Kohli had relinquished T20 captaincy at the end of the T20 World Cup 2021 in UAE where India did not progress beyond the group stage after losing to Pakistan and New Zealand. Given Rohit Sharma's IPL record as captain, the Mumbai Indians man was a natural successor.
But could Kohli have led both in ODIs and Tests like Mithali Raj does with the Indian women's team?
Perhaps yes. Perhaps no.
Kohli, despite being one of the world's leading batsmen and successful captains, has never won a ICC Trophy. Therefore, if he wants to fulfill a dream to lead India in 2023 World Cup (50-over) at home is not unjustified.
It is expected that a batsman like Kohli, technically gifted, gutsy, with a clinical and secular mind, will tide over poor form and return to his Bradmanesque ways.
The 50-over format gives a top-order batsman enough time and space to build an innings. It remains to be seen if Kohli, the batsman, can mentally overcome the fact he is no more the captain, a position he probably did not want to sacrifice just yet.
This is an interesting phase in Indian cricket. The decision to go for split captaincy certainly has its benefits. Rohit Sharma's competence as a batsman can never be questioned. He has a young and explosive side to lead and South Africa will be his first big test. Plus, Rohit (34) is not getting younger and he is prone to injuries. So this is his best time to captain India, full time in limited overs cricket.

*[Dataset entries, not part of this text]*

//! Integration tests for the curve kernel.
//!
//! Control points -> build_curve / initial_road -> check the sampled geometry.

use hdmap_editor_lib::config::EditorSettings;
use hdmap_editor_lib::derive::{build_curve, initial_road, lane_width};
use hdmap_editor_lib::fixtures::*;
use hdmap_editor_lib::geometry::{planar_distance, GeometryError, SamplePolicy};
use hdmap_editor_lib::validation::RoadValidator;
use shared::{Point3D, RoadCategory};

#[test]
fn test_spline_road_end_to_end() {
    let road = spline_road("S1");
    let v = RoadValidator::new(&road, 1e-6);
    let errors = v.validate_all();
    assert!(errors.is_empty(), "Validation errors: {:?}", errors);
    assert_eq!(v.resolution(), 120);

    let controls = s_curve_points();
    let serie = &road.reference_line.serie_points;
    assert_eq!(serie[0], controls[0]);
    assert_eq!(serie[119], controls[4]);
}

#[test]
fn test_altitude_profile_passes_through_control_heights() {
    let road = spline_road("S1");
    let heights: Vec<f64> = road
        .reference_line
        .altitude_catmull_points
        .iter()
        .map(|p| p.y)
        .collect();
    assert_eq!(heights, vec![0.0, 1.0, 2.0, 1.5, 1.0]);

    let stations = &road.reference_line.altitude_catmull_points;
    assert_eq!(stations[0].x, 0.0);
    assert!(stations.windows(2).all(|w| w[1].x > w[0].x));
}

#[test]
fn test_straight_road_is_evenly_spaced() {
    let road = straight_road("R1", 39.0);
    let serie = &road.reference_line.serie_points;
    assert_eq!(serie.len(), 40);
    for pair in serie.windows(2) {
        assert!((planar_distance(pair[0], pair[1]) - 1.0).abs() < 1e-4);
    }
}

#[test]
fn test_default_lanes_sit_one_width_away() {
    let road = straight_road("R1", 30.0);
    for p in &road.left_lanes[0].outer_line.geometry.serie_points {
        assert!((p.y - 3.5).abs() < 1e-9);
    }
    for p in &road.right_lanes[0].outer_line.geometry.serie_points {
        assert!((p.y + 3.5).abs() < 1e-9);
    }
    assert!((lane_width(&road.left_lanes[0]) - 3.5).abs() < 1e-9);
    assert_eq!(road.left_lanes[0].id, "R1_0_1");
    assert_eq!(road.right_lanes[0].id, "R1_0_-1");
}

#[test]
fn test_control_refine_keeps_endpoints() {
    let points = vec![Point3D::new(0.0, 0.0, 1.0), Point3D::new(10.0, 10.0, 2.0)];
    let tangents = vec![Point3D::planar(40.0, 0.0), Point3D::planar(0.0, 40.0)];
    let curve = build_curve(
        &points,
        Some(&tangents),
        SamplePolicy::ControlRefine {
            count: 60,
            subdivisions: 4,
        },
    )
    .unwrap();
    assert_eq!(curve.resolution(), 60);
    assert_eq!(curve.first_serie_point(), Some(points[0]));
    assert_eq!(curve.last_serie_point(), Some(points[1]));
}

#[test]
fn test_degenerate_control_points_fail_fast() {
    let result = initial_road(
        "bad",
        RoadCategory::Spline,
        &[
            Point3D::planar(0.0, 0.0),
            Point3D::planar(0.0, 0.0),
            Point3D::planar(10.0, 0.0),
        ],
        None,
        &EditorSettings::default(),
    );
    assert_eq!(result.unwrap_err(), GeometryError::DegenerateSegment { index: 0 });
}

#[test]
fn test_close_control_points_create_a_road() {
    let road = initial_road(
        "R2",
        RoadCategory::Spline,
        &[
            Point3D::planar(0.0, 0.0),
            Point3D::planar(2.0, 0.0),
            Point3D::planar(1000.0, 0.0),
        ],
        None,
        &EditorSettings::default(),
    )
    .unwrap();
    let stations: Vec<f64> = road
        .reference_line
        .altitude_catmull_points
        .iter()
        .map(|p| p.x)
        .collect();
    assert!(stations.windows(2).all(|w| w[0] < w[1]), "{:?}", stations);
    assert_eq!(road.reference_line.resolution(), 120);
}
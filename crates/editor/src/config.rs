//! Editor settings

use std::path::Path;

use serde::{Deserialize, Serialize};
use shared::RoadCategory;

/// Serie resolution and connector refinement
#[derive(Debug, Clone, PartialEq, Serialize, Deserialize)]
pub struct SamplingSettings {
    /// Serie point count of straight roads
    pub straight_points: usize,
    /// Serie point count of spline roads
    pub spline_points: usize,
    /// Serie point count of connector roads and junction edges
    pub connector_points: usize,
    /// Sub-spans per control span for ControlRefine sampling
    pub refine_subdivisions: usize,
}

impl Default for SamplingSettings {
    fn default() -> Self {
        Self {
            straight_points: 40,
            spline_points: 120,
            connector_points: 60,
            refine_subdivisions: 4,
        }
    }
}

impl SamplingSettings {
    /// Serie resolution N for a road category
    pub fn points_for(&self, category: RoadCategory) -> usize {
        match category {
            RoadCategory::Straight => self.straight_points,
            RoadCategory::Spline => self.spline_points,
            RoadCategory::Connector => self.connector_points,
        }
    }
}

/// Lane defaults
#[derive(Debug, Clone, PartialEq, Serialize, Deserialize)]
pub struct LaneSettings {
    /// Width of newly created lanes, meters
    pub default_width: f64,
    /// Narrowest width an edit may produce, meters
    pub min_width: f64,
    /// Length appended by an extend without an explicit point, meters
    pub extend_length: f64,
}

impl Default for LaneSettings {
    fn default() -> Self {
        Self {
            default_width: 3.5,
            min_width: 0.1,
            extend_length: 10.0,
        }
    }
}

#[derive(Debug, Clone, PartialEq, Serialize, Deserialize)]
pub struct HistorySettings {
    /// Maximum number of undo steps kept
    pub max_depth: usize,
}

impl Default for HistorySettings {
    fn default() -> Self {
        Self { max_depth: 100 }
    }
}

#[derive(Debug, Clone, PartialEq, Serialize, Deserialize)]
pub struct ValiditySettings {
    /// Tolerance used by the road validator
    pub epsilon: f64,
}

impl Default for ValiditySettings {
    fn default() -> Self {
        Self { epsilon: 1e-6 }
    }
}

/// Persistence backend
#[derive(Debug, Clone, PartialEq, Serialize, Deserialize)]
pub struct PersistenceSettings {
    /// Backend base URL; persistence is off when unset
    #[serde(default)]
    pub base_url: Option<String>,
    /// Prefix of every request namespace
    pub namespace: String,
}

impl Default for PersistenceSettings {
    fn default() -> Self {
        Self {
            base_url: None,
            namespace: "hdmap".to_string(),
        }
    }
}

/// All editor settings
#[derive(Debug, Clone, PartialEq, Default, Serialize, Deserialize)]
pub struct EditorSettings {
    #[serde(default)]
    pub sampling: SamplingSettings,
    #[serde(default)]
    pub lanes: LaneSettings,
    #[serde(default)]
    pub history: HistorySettings,
    #[serde(default)]
    pub validity: ValiditySettings,
    #[serde(default)]
    pub persistence: PersistenceSettings,
}

impl EditorSettings {
    /// Load settings from the user config dir, or return default if not found
    pub fn load() -> Self {
        if let Some(dirs) = directories::ProjectDirs::from("com", "hdmap", "hdmap-editor") {
            let config_path = dirs.config_dir().join("settings.json");
            if config_path.exists() {
                match Self::load_from(&config_path) {
                    Ok(settings) => return settings,
                    Err(e) => tracing::warn!("Ignoring settings file: {e}"),
                }
            }
        }
        Self::default()
    }

    /// Load settings from an explicit file
    pub fn load_from(path: &Path) -> Result<Self, String> {
        let json = std::fs::read_to_string(path)
            .map_err(|e| format!("Failed to read {}: {e}", path.display()))?;
        serde_json::from_str(&json).map_err(|e| format!("Failed to parse {}: {e}", path.display()))
    }

    /// Write settings as pretty JSON, creating missing parent directories
    pub fn save_to(&self, path: &Path) -> Result<(), String> {
        if let Some(dir) = path.parent().filter(|d| !d.as_os_str().is_empty()) {
            std::fs::create_dir_all(dir)
                .map_err(|e| format!("Failed to create {}: {e}", dir.display()))?;
        }
        let json = serde_json::to_string_pretty(self)
            .map_err(|e| format!("Failed to serialize settings: {e}"))?;
        std::fs::write(path, json).map_err(|e| format!("Failed to write {}: {e}", path.display()))?;
        tracing::info!("Saved settings to {}", path.display());
        Ok(())
    }
}
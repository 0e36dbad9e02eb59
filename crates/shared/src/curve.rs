use serde::{Deserialize, Serialize};

use crate::{Point2D, Point3D};

/// Геометрия кривой: разреженные catmull-точки, плотная серия и
/// отдельная (развязанная) кривая высоты.
///
/// Одна и та же форма используется опорной линией дороги, границами полос
/// и рёбрами перекрёстков.
#[derive(Debug, Clone, PartialEq, Default, Serialize, Deserialize)]
pub struct CurveGeometry {
    /// Управляющие точки, заданные пользователем
    pub catmull_points: Vec<Point3D>,
    /// По одной касательной на управляющую точку
    pub catmull_tangents: Vec<Point3D>,
    /// Плотная ломаная фиксированной длины N
    pub serie_points: Vec<Point3D>,
    /// Единичные нормали в горизонтальной плоскости (по одной на точку серии)
    pub serie_normals: Vec<Point3D>,
    /// Единичные касательные (по одной на точку серии)
    pub serie_tangents: Vec<Point3D>,
    /// Кривая высоты: x = длина дуги от начала, y = высота
    #[serde(default)]
    pub altitude_catmull_points: Vec<Point2D>,
    #[serde(default)]
    pub altitude_catmull_tangents: Vec<Point2D>,
}

impl CurveGeometry {
    /// Количество точек серии (разрешение N)
    pub fn resolution(&self) -> usize {
        self.serie_points.len()
    }

    pub fn first_serie_point(&self) -> Option<Point3D> {
        self.serie_points.first().copied()
    }

    pub fn last_serie_point(&self) -> Option<Point3D> {
        self.serie_points.last().copied()
    }

    pub fn first_normal(&self) -> Option<Point3D> {
        self.serie_normals.first().copied()
    }

    pub fn last_normal(&self) -> Option<Point3D> {
        self.serie_normals.last().copied()
    }
}

/// Сторона границы внутри полосы
#[derive(Debug, Clone, Copy, PartialEq, Eq, Hash, Serialize, Deserialize)]
#[serde(rename_all = "snake_case")]
pub enum LineSide {
    Inner,
    Outer,
}

/// Тип разметки границы
#[derive(Debug, Clone, Copy, PartialEq, Eq, Default, Serialize, Deserialize)]
#[serde(rename_all = "snake_case")]
pub enum BoundaryType {
    #[default]
    Solid,
    Dashed,
    DoubleSolid,
    SolidDashed,
    DashedSolid,
    Curb,
    None,
}

/// Пара атрибутов границы: тип разметки и признак виртуальной линии
#[derive(Debug, Clone, Copy, PartialEq, Eq, Default, Serialize, Deserialize)]
pub struct LineBoundary {
    pub boundary_type: BoundaryType,
    #[serde(default)]
    pub is_virtual: bool,
}

#[derive(Debug, Clone, Copy, PartialEq, Eq, Default, Serialize, Deserialize)]
#[serde(rename_all = "snake_case")]
pub enum LineStyle {
    #[default]
    Standard,
    Bold,
}

#[derive(Debug, Clone, Copy, PartialEq, Eq, Default, Serialize, Deserialize)]
#[serde(rename_all = "snake_case")]
pub enum LineColor {
    #[default]
    White,
    Yellow,
}

/// Опции отображения линии
#[derive(Debug, Clone, Copy, PartialEq, Eq, Default, Serialize, Deserialize)]
pub struct LineOptions {
    pub style: LineStyle,
    pub color: LineColor,
}

/// Граница полосы (внутренняя или внешняя)
#[derive(Debug, Clone, PartialEq, Serialize, Deserialize)]
pub struct LaneLine {
    pub line_side: LineSide,
    pub geometry: CurveGeometry,
    #[serde(default)]
    pub boundary: LineBoundary,
    #[serde(default)]
    pub options: LineOptions,
}

/// Односегментный коннектор между внутренней и внешней границей
#[derive(Debug, Clone, Copy, PartialEq, Default, Serialize, Deserialize)]
pub struct LaneConnector {
    pub start: Point3D,
    pub end: Point3D,
}

impl LaneConnector {
    /// Коннектор начала: первые точки серий внутренней и внешней границ
    pub fn at_start(inner: &CurveGeometry, outer: &CurveGeometry) -> Self {
        Self {
            start: inner.first_serie_point().unwrap_or_default(),
            end: outer.first_serie_point().unwrap_or_default(),
        }
    }

    /// Коннектор конца: последние точки серий
    pub fn at_end(inner: &CurveGeometry, outer: &CurveGeometry) -> Self {
        Self {
            start: inner.last_serie_point().unwrap_or_default(),
            end: outer.last_serie_point().unwrap_or_default(),
        }
    }
}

Head coaches like Rahul Dravid will always think long term and splitting team leadership roles between Virat Kohli and Rohit Sharma was not unexpected. Photo: BCCI.
With the 'Fab Three' Sourav Ganguly, Rahul Dravid and VVS Laxman in control of India's cricket management, some tough decisions are already been taken. More importantly, injuries will be better handled and any player with the slightest of niggles, will be rested.
This policy is already evident. Hardik Pandya, the blue-eyed man during Kohli-Ravi Shastri times, has been told to get fully fit first. With enough bench strength, no player can take his place for granted any more. Dravid has insisted on transparency and an equal opportunity atmosphere. Ganguly and Laxman will back him for sure.
As for Kohli, he will still be Test captain. He will lead in the purest form of the game and that's what he loves to do. Kohli needs to get a bit 'selfish' too. There is a milestone to be achieved and he still has 30 international centuries to make to equal Sachin Tendulkar.
Kohli is 33 and given his fitness level, he should play another five years of top class cricket. That's six centuries per year. He hasn't scored a hundred in over two years. Captaincy can be a thankless job. It's report card is a sum total of many aspects and team politics is one of them. The bat should do the talking for Kohli now. Let Rohit Sharma do his job. Let him feel the heat.